Category: Mobile Life    By editor at 22:02
1st DoCoMo International Architectural Design Competition 2005, Theme: Keitai City
This spatial design competition seeks new proposals concerning the relationship between the urban environment and keitai (mobile phone) in the near future. What sorts of conditions, forms and environments will the "keitai city" exhibit? Competition entrants are encouraged to propose images of the future of a "keitai society" unconstrained by preconceptions, or proposals for new spatial designs that make today's assumed worldview seem hackneyed.

Discussion: Kiyohito Nagata×Kengo Kuma
Toward the Creation of a New “Keitai City”
Kengo Kuma, Architect: This phenomenon reminds me of the vision of the city of the future which Archigram had in the 1960s. Ideas like “Plug-in City” and “Walking City” suggested an image of a flexible city with detachable urban functions. The keitai (mobile phone) has gone a long way toward actually making this vision a reality. Against this background, I think we need to step back and reconsider the significance of the keitai within the city as a whole. Looking back over the past decade, the keitai has been the catalyst for some of the most optimistic aspirations in the city.

[...] Kiyohito Nagata, Vice President of NTT DoCoMo: Whether it is a PC or a telephone, it is hard to do what you really want if you have to share your environment with other people. A keitai is private, so it can easily become something very important to you personally, something you can’t do without. You might say that the keitai gave form to the thoughts in peoples’ minds, together with part of the contents of their pockets.

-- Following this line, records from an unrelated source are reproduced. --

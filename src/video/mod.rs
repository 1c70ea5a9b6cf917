//! # Video Module
//!
//! Turns a video into an ordered sequence of frame files and decodes them.
//! Decoding the video itself is delegated to an external `ffmpeg` process.

pub mod extractor;
pub mod types;
pub mod workspace;

pub use extractor::{FfmpegFrameSource, FrameSource};
pub use types::{ExtractionRequest, Frame, FrameFile, FrameSequence};
pub use workspace::FrameWorkspace;
//! Mesh connectivity types.

pub mod surface;
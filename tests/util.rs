#![allow(dead_code)]
use mesh_geodesic::{data::dense::DenseMatrix, topology::surface::SurfaceMesh};
use rand::rngs::SmallRng;
use rand::{Rng, SeedableRng};

pub const SENTINEL: f64 = 1e6;

/// Planar `nx × ny` vertex grid, unit spacing, each square split along the
/// `(x, y) -> (x + 1, y + 1)` diagonal. Vertex `(x, y)` has id `y * nx + x`.
pub fn grid_mesh(nx: usize, ny: usize) -> SurfaceMesh {
    let mut points = Vec::with_capacity(nx * ny);
    for y in 0..ny {
        for x in 0..nx {
            points.push([x as f64, y as f64, 0.0]);
        }
    }
    let id = |x: usize, y: usize| y * nx + x;
    let mut tris = Vec::new();
    for y in 0..ny.saturating_sub(1) {
        for x in 0..nx.saturating_sub(1) {
            tris.push([id(x, y), id(x + 1, y), id(x + 1, y + 1)]);
            tris.push([id(x, y), id(x + 1, y + 1), id(x, y + 1)]);
        }
    }
    SurfaceMesh::new(points, tris).unwrap()
}

/// Edge-path distance between grid vertices on [`grid_mesh`].
pub fn grid_distance(a: (usize, usize), b: (usize, usize)) -> f64 {
    let dx = a.0 as i64 - b.0 as i64;
    let dy = a.1 as i64 - b.1 as i64;
    if dx.signum() == dy.signum() {
        // diagonals run with the split
        let (lo, hi) = (dx.abs().min(dy.abs()), dx.abs().max(dy.abs()));
        lo as f64 * 2f64.sqrt() + (hi - lo) as f64
    } else {
        (dx.abs() + dy.abs()) as f64
    }
}

/// Path graph `0 - 1 - ... - (n-1)` with unit edges and sentinel elsewhere.
pub fn path_adjacency(n: usize) -> DenseMatrix<f64> {
    let mut m = DenseMatrix::filled(n, SENTINEL);
    for i in 0..n {
        m[(i, i)] = 0.0;
        if i + 1 < n {
            m[(i, i + 1)] = 1.0;
            m[(i + 1, i)] = 1.0;
        }
    }
    m
}

/// Random symmetric adjacency: each pair gets an edge with probability
/// `density`, weight a multiple of 1/8 in `[0.125, 10)` so path sums are exact.
pub fn random_adjacency(n: usize, density: f64, seed: u64) -> DenseMatrix<f64> {
    let mut rng = SmallRng::seed_from_u64(seed);
    let mut m = DenseMatrix::filled(n, SENTINEL);
    for i in 0..n {
        m[(i, i)] = 0.0;
        for j in (i + 1)..n {
            if rng.gen_bool(density) {
                let w = f64::from(rng.gen_range(1u32..80)) / 8.0;
                m[(i, j)] = w;
                m[(j, i)] = w;
            }
        }
    }
    m
}

/// Assert `d[i][j] <= d[i][k] + d[k][j]` for every triple, with rounding slack.
pub fn assert_triangle_inequality(d: &DenseMatrix<f64>) {
    let n = d.dim();
    for k in 0..n {
        for i in 0..n {
            for j in 0..n {
                let via = d[(i, k)] + d[(k, j)];
                assert!(
                    d[(i, j)] <= via * (1.0 + 1e-12),
                    "d[{i}][{j}] = {} > d[{i}][{k}] + d[{k}][{j}] = {via}",
                    d[(i, j)]
                );
            }
        }
    }
}
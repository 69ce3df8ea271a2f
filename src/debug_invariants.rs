//! Post-condition checks for matrices produced by the crate.

use crate::mesh_error::MeshGeodesicError;

/// Structures whose invariants can be checked after construction or relaxation.
pub trait DebugInvariants {
    /// Panic on a violated invariant in debug builds, or in any build with
    /// `strict-invariants` / `check-invariants` enabled.
    fn debug_assert_invariants(&self);

    /// Report the first violated invariant.
    fn validate_invariants(&self) -> Result<(), MeshGeodesicError>;

    /// Validate and hand `self` back, for use at the end of a pipeline.
    fn into_checked(self) -> Result<Self, MeshGeodesicError>
    where
        Self: Sized,
    {
        self.validate_invariants()?;
        Ok(self)
    }
}

/// Run a fallible invariant check and panic with context when checking is
/// compiled in. Expands to nothing otherwise.
#[macro_export]
macro_rules! debug_invariants {
    ($expr:expr, $($ctx:tt)*) => {
        #[cfg(any(debug_assertions, feature = "strict-invariants", feature = "check-invariants"))]
        if let Err(e) = $expr {
            panic!(concat!("[mesh-geodesic invariants] ", $($ctx)*, ": {}"), e);
        }
    };
}
//! Euclidean metrics on vertex coordinates.
//!
//! Points are `[x, y, z]`; planar meshes use `z = 0`.

use crate::mesh_error::MeshGeodesicError;

/// Length of the straight segment between `a` and `b`.
#[inline]
pub fn distance(a: [f64; 3], b: [f64; 3]) -> f64 {
    norm(sub(b, a))
}

/// Unsigned area of the triangle `(a, b, c)`.
pub fn triangle_area(a: [f64; 3], b: [f64; 3], c: [f64; 3]) -> f64 {
    0.5 * norm(cross(sub(b, a), sub(c, a)))
}

/// Fail on the first point with a NaN or infinite coordinate.
pub fn check_finite(points: &[[f64; 3]]) -> Result<(), MeshGeodesicError> {
    for (idx, p) in points.iter().enumerate() {
        if p.iter().any(|x| !x.is_finite()) {
            return Err(MeshGeodesicError::InvalidGeometry(format!(
                "vertex {idx} has non-finite coordinates {p:?}"
            )));
        }
    }
    Ok(())
}

#[inline]
pub fn sub(a: [f64; 3], b: [f64; 3]) -> [f64; 3] {
    [a[0] - b[0], a[1] - b[1], a[2] - b[2]]
}

#[inline]
pub fn dot(a: [f64; 3], b: [f64; 3]) -> f64 {
    a[0] * b[0] + a[1] * b[1] + a[2] * b[2]
}

#[inline]
pub fn cross(a: [f64; 3], b: [f64; 3]) -> [f64; 3] {
    [
        a[1] * b[2] - a[2] * b[1],
        a[2] * b[0] - a[0] * b[2],
        a[0] * b[1] - a[1] * b[0],
    ]
}

#[inline]
pub fn norm(a: [f64; 3]) -> f64 {
    dot(a, a).sqrt()
}
//! All-pairs shortest paths by Floyd-Warshall relaxation, in place.
//!
//! The input is a dense adjacency matrix: zero diagonal, direct edge weights
//! where edges exist, and a large sentinel everywhere else. After
//! relaxation entry `(i, j)` is the length of the shortest edge path from
//! `i` to `j`; pairs with no path keep the sentinel.
//!
//! Update rule, for `k` then `i` then `j` ascending:
//!
//! ```text
//! cand = d[i][k] + d[k][j]
//! if cand != 0 && i != j && (cand < d[i][j] || d[i][j] == 0) { d[i][j] = cand }
//! ```
//!
//! An off-diagonal zero therefore means "not resolved yet" and is replaced
//! by the first non-zero candidate.
//!
//! Row `k` and column `k` are fixed points of step `k` (the diagonal stays
//! zero), so the rows of one step may be relaxed in any order or in
//! parallel. Steps themselves must run in sequence.

use num_traits::Float;
#[cfg(feature = "rayon")]
use rayon::prelude::*;

use crate::config::DistanceConfig;
use crate::data::dense::DenseMatrix;
use crate::mesh_error::MeshGeodesicError;

/// Reject adjacency input that would silently produce wrong distances.
///
/// Refuses NaN, `-inf`, negative weights and a non-zero diagonal. `+inf`
/// is accepted as a "no edge" placeholder.
pub fn validate_adjacency<T: Float>(dist: &DenseMatrix<T>) -> Result<(), MeshGeodesicError> {
    for (row, values) in dist.rows().enumerate() {
        for (col, &x) in values.iter().enumerate() {
            if x.is_nan() {
                return Err(MeshGeodesicError::NotANumber { row, col });
            }
            if x == T::neg_infinity() {
                return Err(MeshGeodesicError::NegativeInfinity { row, col });
            }
            if x < T::zero() {
                return Err(MeshGeodesicError::NegativeWeight { row, col });
            }
            if row == col && x != T::zero() {
                return Err(MeshGeodesicError::NonZeroDiagonal { index: row });
            }
        }
    }
    Ok(())
}

/// Relax `dist` in place on the calling thread.
pub fn floyd_warshall<T: Float>(dist: &mut DenseMatrix<T>) -> Result<(), MeshGeodesicError> {
    validate_adjacency(dist)?;
    let n = dist.dim();
    log::info!("running Floyd-Warshall over {n} vertices");

    let mut row_k = vec![T::zero(); n];
    for k in 0..n {
        row_k.copy_from_slice(dist.row(k));
        for i in 0..n {
            relax_row(i, k, dist.row_mut(i), &row_k);
        }
    }

    log::info!("Floyd-Warshall finished ({n} vertices)");
    Ok(())
}

/// Relax `dist` in place, spreading the rows of each step over the rayon pool.
///
/// Produces exactly the same matrix as [`floyd_warshall`].
#[cfg(feature = "rayon")]
pub fn floyd_warshall_par<T>(dist: &mut DenseMatrix<T>) -> Result<(), MeshGeodesicError>
where
    T: Float + Send + Sync,
{
    validate_adjacency(dist)?;
    let n = dist.dim();
    if n == 0 {
        return Ok(());
    }
    log::info!(
        "running Floyd-Warshall over {n} vertices on {} threads",
        rayon::current_num_threads()
    );

    let mut row_k = vec![T::zero(); n];
    for k in 0..n {
        row_k.copy_from_slice(dist.row(k));
        let pivot = row_k.as_slice();
        // for_each returns only once every row of step k is relaxed
        dist.as_mut_slice()
            .par_chunks_mut(n)
            .enumerate()
            .for_each(|(i, row_i)| relax_row(i, k, row_i, pivot));
    }

    log::info!("Floyd-Warshall finished ({n} vertices)");
    Ok(())
}

/// Relax `dist` per `cfg`: serial or parallel, optionally validating the result.
pub fn relax_with<T>(
    dist: &mut DenseMatrix<T>,
    cfg: &DistanceConfig,
) -> Result<(), MeshGeodesicError>
where
    T: Float + Send + Sync,
{
    run_kernel(dist, cfg.parallel)?;
    if cfg.check_invariants {
        check_shortest_paths(dist)?;
    }
    Ok(())
}

#[cfg(feature = "rayon")]
fn run_kernel<T>(dist: &mut DenseMatrix<T>, parallel: bool) -> Result<(), MeshGeodesicError>
where
    T: Float + Send + Sync,
{
    if parallel {
        floyd_warshall_par(dist)
    } else {
        floyd_warshall(dist)
    }
}

#[cfg(not(feature = "rayon"))]
fn run_kernel<T>(dist: &mut DenseMatrix<T>, parallel: bool) -> Result<(), MeshGeodesicError>
where
    T: Float + Send + Sync,
{
    if parallel {
        log::warn!(
            "parallel relaxation requested but the `rayon` feature is disabled; running serially"
        );
    }
    floyd_warshall(dist)
}

/// Check the post-conditions of a converged distance matrix.
///
/// Zero diagonal, no NaN or negative entries, and the triangle inequality
/// `d[i][j] <= d[i][k] + d[k][j]` up to rounding. O(n³).
pub fn check_shortest_paths<T: Float>(dist: &DenseMatrix<T>) -> Result<(), MeshGeodesicError> {
    let n = dist.dim();
    for i in 0..n {
        if dist[(i, i)] != T::zero() {
            return Err(MeshGeodesicError::InvariantViolation(format!(
                "diagonal entry {i} is not zero"
            )));
        }
    }
    for (i, row) in dist.rows().enumerate() {
        if let Some(j) = row.iter().position(|&x| x.is_nan() || x < T::zero()) {
            return Err(MeshGeodesicError::InvariantViolation(format!(
                "entry ({i}, {j}) is negative or NaN"
            )));
        }
    }

    let slack = T::epsilon() * T::from(16.0).unwrap_or_else(T::one);
    for k in 0..n {
        let row_k = dist.row(k);
        for i in 0..n {
            let d_ik = dist[(i, k)];
            for (j, (&d_ij, &d_kj)) in dist.row(i).iter().zip(row_k).enumerate() {
                let via = d_ik + d_kj;
                if d_ij > via + via * slack {
                    return Err(MeshGeodesicError::InvariantViolation(format!(
                        "triangle inequality fails for ({i}, {j}) via {k}"
                    )));
                }
            }
        }
    }
    Ok(())
}

#[inline]
fn relax_row<T: Float>(i: usize, k: usize, row_i: &mut [T], row_k: &[T]) {
    // unchanged during this call: d[k][k] == 0
    let d_ik = row_i[k];
    for (j, (d_ij, &d_kj)) in row_i.iter_mut().zip(row_k).enumerate() {
        let cand = d_ik + d_kj;
        if cand != T::zero() && i != j && (cand < *d_ij || *d_ij == T::zero()) {
            *d_ij = cand;
        }
    }
}
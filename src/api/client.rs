//! Spotify Web API client.
//!
//! [`SpotifyApi`] wraps the Web API endpoints behind typed methods. All
//! reads go through [`SpotifyApi::make_request`], which fetches a fresh
//! client-credentials token before every call.
//!
//! Failures never reach the caller as errors. They are logged through
//! `tracing` and surface as `None`.

use std::fmt;
use std::sync::Arc;

use reqwest::{header::AUTHORIZATION, Client, Response};
use serde::de::DeserializeOwned;
use serde::{Deserialize, Serialize};
use serde_json::{json, Value};
use tokio::sync::RwLock;
use tracing::{debug, error, info, warn};

use super::auth::{self, Credentials};
use crate::config::{ClientConfig, USER_AGENT};
use crate::error::{Result, SpotifyError};
use crate::models::{Album, Artist, Page, Playlist, PlaylistItem, Track, UserProfile};

/// Envelope of `/artists/{id}/top-tracks`.
#[derive(Deserialize)]
struct TopTracks {
    tracks: Vec<Track>,
}

/// Envelope of `/search?type=track`.
#[derive(Deserialize)]
struct TrackSearch {
    tracks: Page<Track>,
}

/// Body of `POST /users/{id}/playlists`.
#[derive(Serialize)]
struct NewPlaylist<'a> {
    name: &'a str,
    description: &'a str,
    public: bool,
}

/// Spotify Web API client.
///
/// Holds the application credentials and the current access token. Clones
/// share the token slot, so a client can be handed to several tasks.
///
/// # Example
///
/// ```rust,no_run
/// use spotify_wrapper::SpotifyApi;
///
/// #[tokio::main]
/// async fn main() {
///     let api = SpotifyApi::new("client_id", "client_secret");
///     match api.get_playlist("37i9dQZF1DXcBWIGoYBM5M").await {
///         Some(playlist) => println!("{} ({} tracks)", playlist.name, playlist.tracks.items.len()),
///         None => eprintln!("playlist unavailable"),
///     }
/// }
/// ```
#[derive(Clone)]
pub struct SpotifyApi {
    client: Client,
    credentials: Credentials,
    config: ClientConfig,
    /// Last token obtained. Overwritten by every successful authentication.
    access_token: Arc<RwLock<Option<String>>>,
}

impl fmt::Debug for SpotifyApi {
    fn fmt(&self, f: &mut fmt::Formatter<'_>) -> fmt::Result {
        f.debug_struct("SpotifyApi")
            .field("credentials", &self.credentials)
            .field("config", &self.config)
            .finish_non_exhaustive()
    }
}

impl SpotifyApi {
    /// Create a client talking to the production Spotify hosts.
    pub fn new<S1: Into<String>, S2: Into<String>>(client_id: S1, client_secret: S2) -> Self {
        Self::with_config(client_id, client_secret, ClientConfig::default())
    }

    /// Create a client with custom endpoint URLs.
    pub fn with_config<S1: Into<String>, S2: Into<String>>(
        client_id: S1,
        client_secret: S2,
        config: ClientConfig,
    ) -> Self {
        let client = Client::builder()
            .user_agent(USER_AGENT)
            .build()
            .unwrap_or_else(|e| {
                warn!("Falling back to default HTTP client: {}", e);
                Client::new()
            });

        Self {
            client,
            credentials: Credentials::new(client_id, client_secret),
            config,
            access_token: Arc::new(RwLock::new(None)),
        }
    }

    /// Endpoint configuration in use.
    pub fn config(&self) -> &ClientConfig {
        &self.config
    }

    /// Full URL for a Web API path, e.g. `endpoint("albums/4aawyAB9vmqN3uQ7FjRGTy")`.
    pub fn endpoint(&self, path: &str) -> String {
        self.config.endpoint(path)
    }

    /// The token currently held, if any. Does not authenticate.
    pub async fn access_token(&self) -> Option<String> {
        self.access_token.read().await.clone()
    }

    /// Fetch a new token and store it.
    ///
    /// On failure the previous token, if any, is kept and the error is
    /// only logged.
    async fn authenticate(&self) {
        match auth::request_token(&self.client, &self.config.token_url, &self.credentials).await {
            Ok(token) => {
                debug!(
                    "Obtained {} token (expires in {}s)",
                    token.token_type.as_deref().unwrap_or("Bearer"),
                    token.expires_in.unwrap_or(0)
                );
                *self.access_token.write().await = Some(token.access_token);
            }
            Err(e) => error!("Error authenticating: {}", e),
        }
    }

    /// `Authorization` header value for the token held right now.
    async fn bearer(&self) -> Result<String> {
        self.access_token
            .read()
            .await
            .as_ref()
            .map(|token| format!("Bearer {}", token))
            .ok_or(SpotifyError::MissingToken)
    }

    /// Authenticate, then GET `url` and parse the body.
    pub(crate) async fn try_get<T: DeserializeOwned>(
        &self,
        url: &str,
        params: &[(&str, &str)],
    ) -> Result<T> {
        self.authenticate().await;
        let bearer = self.bearer().await?;

        debug!("GET {} with params: {:?}", url, params);
        let response = self
            .client
            .get(url)
            .header(AUTHORIZATION, bearer)
            .query(params)
            .send()
            .await?;

        let body = read_body(response).await?;
        Ok(serde_json::from_str(&body)?)
    }

    /// POST a JSON body with the token currently held. Does not authenticate.
    async fn try_post<B: Serialize + ?Sized>(&self, url: &str, body: &B) -> Result<String> {
        let bearer = self.bearer().await?;

        debug!("POST {}", url);
        let response = self
            .client
            .post(url)
            .header(AUTHORIZATION, bearer)
            .json(body)
            .send()
            .await?;

        read_body(response).await
    }

    /// Authenticated GET returning the parsed body.
    ///
    /// A new token is fetched before every call, even when one is already
    /// held. Returns `None` on any failure: authentication, transport,
    /// non-2xx status or a body that does not parse as `T`.
    ///
    /// If authentication fails and no earlier token is held, the GET is not
    /// sent at all; the result is `None` as it would be for a rejected
    /// request.
    pub async fn make_request<T: DeserializeOwned>(
        &self,
        url: &str,
        params: &[(&str, &str)],
    ) -> Option<T> {
        match self.try_get(url, params).await {
            Ok(value) => Some(value),
            Err(e) => {
                error!("Error making request to {}: {}", url, e);
                None
            }
        }
    }

    /// Get a playlist by ID.
    pub async fn get_playlist(&self, playlist_id: &str) -> Option<Playlist> {
        let url = self.endpoint(&format!("playlists/{}", playlist_id));
        self.make_request(&url, &[]).await
    }

    /// Get the track listing of a playlist.
    pub async fn get_playlist_tracks(&self, playlist_id: &str) -> Option<Vec<PlaylistItem>> {
        let url = self.endpoint(&format!("playlists/{}/tracks", playlist_id));
        let page: Page<PlaylistItem> = self.make_request(&url, &[]).await?;
        Some(page.into_items())
    }

    /// Get a track by ID.
    pub async fn get_track(&self, track_id: &str) -> Option<Track> {
        let url = self.endpoint(&format!("tracks/{}", track_id));
        self.make_request(&url, &[]).await
    }

    /// Get an album by ID.
    pub async fn get_album(&self, album_id: &str) -> Option<Album> {
        let url = self.endpoint(&format!("albums/{}", album_id));
        self.make_request(&url, &[]).await
    }

    /// Get the track listing of an album.
    pub async fn get_album_tracks(&self, album_id: &str) -> Option<Vec<Track>> {
        let url = self.endpoint(&format!("albums/{}/tracks", album_id));
        let page: Page<Track> = self.make_request(&url, &[]).await?;
        Some(page.into_items())
    }

    /// Get an artist by ID.
    pub async fn get_artist(&self, artist_id: &str) -> Option<Artist> {
        let url = self.endpoint(&format!("artists/{}", artist_id));
        self.make_request(&url, &[]).await
    }

    /// Get a user's public profile.
    pub async fn get_user_profile(&self, user_id: &str) -> Option<UserProfile> {
        let url = self.endpoint(&format!("users/{}", user_id));
        self.make_request(&url, &[]).await
    }

    /// Get an artist's top tracks in a market (ISO 3166-1 alpha-2 code).
    pub async fn get_artist_top_tracks(&self, artist_id: &str, market: &str) -> Option<Vec<Track>> {
        let url = self.endpoint(&format!("artists/{}/top-tracks", artist_id));
        let response: TopTracks = self.make_request(&url, &[("market", market)]).await?;
        Some(response.tracks)
    }

    /// Get an artist's albums. The albums are simplified and carry no tracks.
    pub async fn get_artist_albums(&self, artist_id: &str) -> Option<Vec<Album>> {
        let url = self.endpoint(&format!("artists/{}/albums", artist_id));
        let page: Page<Album> = self.make_request(&url, &[]).await?;
        Some(page.into_items())
    }

    /// Search for tracks.
    pub async fn search_tracks(&self, query: &str) -> Option<Vec<Track>> {
        let url = self.endpoint("search");
        let response: TrackSearch = self
            .make_request(&url, &[("q", query), ("type", "track")])
            .await?;
        Some(response.tracks.into_items())
    }

    /// Create a playlist for a user.
    ///
    /// Uses the token already held and does not authenticate first, so at
    /// least one read must have succeeded on this client beforehand. With no
    /// token held the POST is not sent and the result is `None`.
    pub async fn create_playlist(
        &self,
        user_id: &str,
        name: &str,
        description: &str,
        public: bool,
    ) -> Option<Playlist> {
        let url = self.endpoint(&format!("users/{}/playlists", user_id));
        let body = NewPlaylist {
            name,
            description,
            public,
        };

        let result = self
            .try_post(&url, &body)
            .await
            .and_then(|text| Ok(serde_json::from_str::<Playlist>(&text)?));

        match result {
            Ok(playlist) => {
                info!("Created playlist {} ({})", playlist.name, playlist.id);
                Some(playlist)
            }
            Err(e) => {
                error!("Error creating playlist: {}", e);
                None
            }
        }
    }

    /// Append tracks to a playlist by URI.
    ///
    /// Uses the token already held, like [`create_playlist`](Self::create_playlist),
    /// and sends nothing when no token is held. The response body is ignored
    /// and failures are only logged.
    pub async fn add_tracks_to_playlist(&self, playlist_id: &str, track_uris: &[String]) {
        let url = self.endpoint(&format!("playlists/{}/tracks", playlist_id));
        match self.try_post(&url, &json!({ "uris": track_uris })).await {
            Ok(_) => info!("Added {} tracks to playlist {}", track_uris.len(), playlist_id),
            Err(e) => error!("Error adding tracks to playlist: {}", e),
        }
    }
}

/// Read the body, turning a non-2xx status into [`SpotifyError::Status`].
async fn read_body(response: Response) -> Result<String> {
    let status = response.status();
    let body = response.text().await?;

    if !status.is_success() {
        return Err(SpotifyError::Status {
            status: status.as_u16(),
            message: api_error_message(&body),
        });
    }

    Ok(body)
}

/// Message from a Web API error envelope: `{"error": {"status", "message"}}`.
fn api_error_message(body: &str) -> String {
    let json: Option<Value> = serde_json::from_str(body).ok();
    json.as_ref()
        .and_then(|j| j.get("error"))
        .and_then(|e| e.get("message"))
        .and_then(|m| m.as_str())
        .map(str::to_string)
        .unwrap_or_else(|| body.to_string())
}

[...]Kuma: Stepping into a city square where people are actually coming together, you find that most of them are talking with their friends over their keitai, or sending mail, or surfing the Internet. A place that was planned as a community space has become a place for individuals to freely do their own thing. The modern age was an era of in which the community was dismantled for the sake of enabling the individual. [...] The keitai represents the final stage of the dissolution of the individual. It seems to give us more freedom, but in fact we are becoming hostages to technology. Anyone who wants to get in touch with us can do so immediately. With GPS they even know
where we are. We thought we were gaining unlimited freedom, but it may be that everyone is being shut into a gigantic glass case. People have begun to notice this, but the important thing is to think about what should happen next. Whether it is squares or houses, we have to think about a new kind of shelter.

[...] Nagata: One of the points in that video would be how people behave. Visual information is easy for people to understand, and as a company we could share the image of the world depicted there and use it in our development work. What I would like to see is ideas about new lifestyles for people, including keitai, however you want to define it, plus hints for the future. I look forward to seeing proposals about the kinds of things important to those who create architecture, and how they relate to people.